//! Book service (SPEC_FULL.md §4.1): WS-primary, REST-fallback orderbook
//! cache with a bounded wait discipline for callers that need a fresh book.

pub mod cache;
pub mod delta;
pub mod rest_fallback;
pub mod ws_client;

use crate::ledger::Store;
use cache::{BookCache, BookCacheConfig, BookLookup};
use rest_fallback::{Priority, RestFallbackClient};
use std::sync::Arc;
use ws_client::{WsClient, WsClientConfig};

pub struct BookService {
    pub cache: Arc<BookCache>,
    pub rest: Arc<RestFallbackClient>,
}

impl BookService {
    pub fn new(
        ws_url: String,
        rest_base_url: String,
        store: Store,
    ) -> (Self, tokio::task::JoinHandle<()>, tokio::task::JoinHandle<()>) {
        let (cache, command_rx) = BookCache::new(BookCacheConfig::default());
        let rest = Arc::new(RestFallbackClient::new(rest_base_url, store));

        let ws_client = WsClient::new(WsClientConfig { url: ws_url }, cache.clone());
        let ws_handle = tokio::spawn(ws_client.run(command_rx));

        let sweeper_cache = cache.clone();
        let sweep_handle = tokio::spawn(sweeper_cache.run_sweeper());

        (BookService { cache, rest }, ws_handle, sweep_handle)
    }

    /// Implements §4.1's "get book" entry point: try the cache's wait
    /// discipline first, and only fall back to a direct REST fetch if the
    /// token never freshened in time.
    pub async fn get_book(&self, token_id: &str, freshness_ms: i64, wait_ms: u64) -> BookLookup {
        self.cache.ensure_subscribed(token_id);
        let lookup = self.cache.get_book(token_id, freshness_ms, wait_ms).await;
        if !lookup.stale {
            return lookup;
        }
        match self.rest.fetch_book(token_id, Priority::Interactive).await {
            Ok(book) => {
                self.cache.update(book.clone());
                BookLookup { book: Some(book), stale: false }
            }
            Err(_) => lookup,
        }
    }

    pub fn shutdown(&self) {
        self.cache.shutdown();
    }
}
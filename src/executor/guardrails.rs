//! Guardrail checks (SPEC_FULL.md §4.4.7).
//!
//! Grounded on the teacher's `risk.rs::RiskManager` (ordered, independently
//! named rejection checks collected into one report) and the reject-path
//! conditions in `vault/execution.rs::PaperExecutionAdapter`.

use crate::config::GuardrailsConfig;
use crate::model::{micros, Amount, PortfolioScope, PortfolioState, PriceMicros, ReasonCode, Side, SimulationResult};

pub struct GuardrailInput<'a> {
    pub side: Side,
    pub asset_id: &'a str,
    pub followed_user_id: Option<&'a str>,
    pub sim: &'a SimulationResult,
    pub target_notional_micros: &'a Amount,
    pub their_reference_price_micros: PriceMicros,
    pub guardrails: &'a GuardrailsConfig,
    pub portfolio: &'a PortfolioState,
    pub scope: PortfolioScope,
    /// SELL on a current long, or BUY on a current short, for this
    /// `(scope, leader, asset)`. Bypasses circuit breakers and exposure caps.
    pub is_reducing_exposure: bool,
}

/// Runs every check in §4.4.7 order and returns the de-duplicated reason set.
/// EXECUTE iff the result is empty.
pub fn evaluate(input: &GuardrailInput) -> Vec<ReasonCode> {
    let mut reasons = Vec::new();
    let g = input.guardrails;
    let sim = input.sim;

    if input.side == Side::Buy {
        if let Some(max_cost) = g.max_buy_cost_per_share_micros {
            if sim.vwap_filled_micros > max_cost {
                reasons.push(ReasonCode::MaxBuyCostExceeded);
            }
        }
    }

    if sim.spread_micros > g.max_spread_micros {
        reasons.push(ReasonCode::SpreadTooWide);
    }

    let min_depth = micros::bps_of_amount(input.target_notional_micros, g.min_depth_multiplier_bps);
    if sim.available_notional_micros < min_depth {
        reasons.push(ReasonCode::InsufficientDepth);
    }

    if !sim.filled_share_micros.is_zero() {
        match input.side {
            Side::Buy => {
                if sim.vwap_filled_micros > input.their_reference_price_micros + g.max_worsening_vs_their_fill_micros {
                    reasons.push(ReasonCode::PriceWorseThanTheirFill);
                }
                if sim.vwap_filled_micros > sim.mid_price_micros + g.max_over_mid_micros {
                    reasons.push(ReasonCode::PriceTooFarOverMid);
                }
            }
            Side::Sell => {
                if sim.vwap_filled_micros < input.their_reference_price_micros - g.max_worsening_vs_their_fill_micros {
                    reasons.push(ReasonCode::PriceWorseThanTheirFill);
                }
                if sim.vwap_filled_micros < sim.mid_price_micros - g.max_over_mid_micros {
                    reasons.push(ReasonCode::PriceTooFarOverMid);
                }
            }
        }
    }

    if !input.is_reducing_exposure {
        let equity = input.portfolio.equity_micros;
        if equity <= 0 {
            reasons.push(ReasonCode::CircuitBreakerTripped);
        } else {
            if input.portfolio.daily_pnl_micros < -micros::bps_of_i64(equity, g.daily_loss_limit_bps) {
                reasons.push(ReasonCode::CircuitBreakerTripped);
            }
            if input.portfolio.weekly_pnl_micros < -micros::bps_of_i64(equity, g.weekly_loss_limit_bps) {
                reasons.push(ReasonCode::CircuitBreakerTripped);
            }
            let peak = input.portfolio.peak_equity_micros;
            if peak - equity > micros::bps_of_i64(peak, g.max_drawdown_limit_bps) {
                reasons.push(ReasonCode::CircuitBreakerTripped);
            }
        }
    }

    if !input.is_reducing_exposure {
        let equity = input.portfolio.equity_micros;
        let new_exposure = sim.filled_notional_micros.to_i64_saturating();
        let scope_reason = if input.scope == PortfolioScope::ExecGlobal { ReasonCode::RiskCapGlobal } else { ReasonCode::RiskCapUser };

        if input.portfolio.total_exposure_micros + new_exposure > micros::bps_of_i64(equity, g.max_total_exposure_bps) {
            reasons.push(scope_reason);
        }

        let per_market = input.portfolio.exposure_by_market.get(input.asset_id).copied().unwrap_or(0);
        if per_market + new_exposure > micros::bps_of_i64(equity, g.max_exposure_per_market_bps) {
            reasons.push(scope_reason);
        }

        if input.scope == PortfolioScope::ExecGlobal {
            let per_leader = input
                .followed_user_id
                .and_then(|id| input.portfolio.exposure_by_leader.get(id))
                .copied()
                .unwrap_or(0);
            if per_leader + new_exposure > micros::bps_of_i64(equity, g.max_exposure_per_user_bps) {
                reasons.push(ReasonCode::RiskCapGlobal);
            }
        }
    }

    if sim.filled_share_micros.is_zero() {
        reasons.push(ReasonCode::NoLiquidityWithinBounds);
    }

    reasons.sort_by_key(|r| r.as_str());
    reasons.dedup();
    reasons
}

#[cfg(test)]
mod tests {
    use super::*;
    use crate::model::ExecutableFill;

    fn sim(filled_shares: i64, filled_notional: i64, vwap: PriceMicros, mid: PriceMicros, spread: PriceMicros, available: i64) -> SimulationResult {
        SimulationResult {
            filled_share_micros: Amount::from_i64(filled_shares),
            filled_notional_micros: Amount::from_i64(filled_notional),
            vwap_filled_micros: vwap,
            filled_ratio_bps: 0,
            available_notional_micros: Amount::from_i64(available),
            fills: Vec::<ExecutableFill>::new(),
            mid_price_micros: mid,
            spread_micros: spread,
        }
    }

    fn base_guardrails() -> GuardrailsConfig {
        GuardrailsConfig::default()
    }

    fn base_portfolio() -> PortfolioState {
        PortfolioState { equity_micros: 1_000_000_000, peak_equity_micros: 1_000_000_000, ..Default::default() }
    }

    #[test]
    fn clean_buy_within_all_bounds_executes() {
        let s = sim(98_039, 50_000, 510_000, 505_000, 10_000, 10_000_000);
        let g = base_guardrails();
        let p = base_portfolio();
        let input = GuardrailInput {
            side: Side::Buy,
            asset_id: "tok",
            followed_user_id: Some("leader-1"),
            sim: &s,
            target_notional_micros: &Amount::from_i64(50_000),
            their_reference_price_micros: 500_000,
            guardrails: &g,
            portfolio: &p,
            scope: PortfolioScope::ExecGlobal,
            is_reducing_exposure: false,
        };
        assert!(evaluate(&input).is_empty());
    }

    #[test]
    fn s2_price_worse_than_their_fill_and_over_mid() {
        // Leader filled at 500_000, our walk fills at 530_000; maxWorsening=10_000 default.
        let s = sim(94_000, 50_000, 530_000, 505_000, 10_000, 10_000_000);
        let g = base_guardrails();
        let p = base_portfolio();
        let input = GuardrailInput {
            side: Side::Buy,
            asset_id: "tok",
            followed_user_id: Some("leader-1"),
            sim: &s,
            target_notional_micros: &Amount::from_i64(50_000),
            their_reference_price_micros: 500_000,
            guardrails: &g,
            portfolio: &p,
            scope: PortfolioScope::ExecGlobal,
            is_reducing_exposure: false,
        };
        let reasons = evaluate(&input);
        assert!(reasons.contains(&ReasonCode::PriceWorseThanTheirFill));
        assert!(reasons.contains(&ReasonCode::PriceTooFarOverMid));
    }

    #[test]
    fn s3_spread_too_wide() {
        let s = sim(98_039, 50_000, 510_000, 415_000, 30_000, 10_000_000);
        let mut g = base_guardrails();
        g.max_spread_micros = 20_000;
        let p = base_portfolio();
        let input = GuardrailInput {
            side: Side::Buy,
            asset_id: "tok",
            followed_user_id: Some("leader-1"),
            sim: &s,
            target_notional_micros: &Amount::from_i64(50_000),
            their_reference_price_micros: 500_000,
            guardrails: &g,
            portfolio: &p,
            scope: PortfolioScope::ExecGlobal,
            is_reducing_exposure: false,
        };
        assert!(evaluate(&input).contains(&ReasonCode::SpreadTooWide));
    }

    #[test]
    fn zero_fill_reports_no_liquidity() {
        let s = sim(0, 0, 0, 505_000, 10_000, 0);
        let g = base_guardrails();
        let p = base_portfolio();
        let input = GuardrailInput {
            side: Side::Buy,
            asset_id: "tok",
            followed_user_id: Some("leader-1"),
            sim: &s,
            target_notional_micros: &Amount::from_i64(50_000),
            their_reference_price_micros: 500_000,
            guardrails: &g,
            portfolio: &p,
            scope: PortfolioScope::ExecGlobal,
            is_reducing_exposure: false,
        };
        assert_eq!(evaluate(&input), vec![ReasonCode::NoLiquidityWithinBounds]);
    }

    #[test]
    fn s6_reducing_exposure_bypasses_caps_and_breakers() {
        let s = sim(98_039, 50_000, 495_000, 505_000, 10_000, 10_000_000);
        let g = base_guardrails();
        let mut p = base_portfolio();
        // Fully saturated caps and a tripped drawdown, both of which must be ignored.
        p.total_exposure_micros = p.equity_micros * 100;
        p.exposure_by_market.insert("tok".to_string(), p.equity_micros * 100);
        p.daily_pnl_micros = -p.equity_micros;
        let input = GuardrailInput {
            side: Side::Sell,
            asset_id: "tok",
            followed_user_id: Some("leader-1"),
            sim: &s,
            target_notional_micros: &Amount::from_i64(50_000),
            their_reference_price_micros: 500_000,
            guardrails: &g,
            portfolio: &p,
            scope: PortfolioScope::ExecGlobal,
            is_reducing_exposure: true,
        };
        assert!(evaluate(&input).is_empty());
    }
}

Your assignment: Needed here are the exact lines from the start of the material through the line that contains "rest = Arc::new(RestFallbackClient::new(rest_base_url, store));", and no others.

Exercise response:
//! Book service (SPEC_FULL.md §4.1): WS-primary, REST-fallback orderbook
//! cache with a bounded wait discipline for callers that need a fresh book.

pub mod cache;
pub mod delta;
pub mod rest_fallback;
pub mod ws_client;

use crate::ledger::Store;
use cache::{BookCache, BookCacheConfig, BookLookup};
use rest_fallback::{Priority, RestFallbackClient};
use std::sync::Arc;
use ws_client::{WsClient, WsClientConfig};

pub struct BookService {
    pub cache: Arc<BookCache>,
    pub rest: Arc<RestFallbackClient>,
}

impl BookService {
    pub fn new(
        ws_url: String,
        rest_base_url: String,
        store: Store,
    ) -> (Self, tokio::task::JoinHandle<()>, tokio::task::JoinHandle<()>) {
        let (cache, command_rx) = BookCache::new(BookCacheConfig::default());
        let rest = Arc::new(RestFallbackClient::new(rest_base_url, store));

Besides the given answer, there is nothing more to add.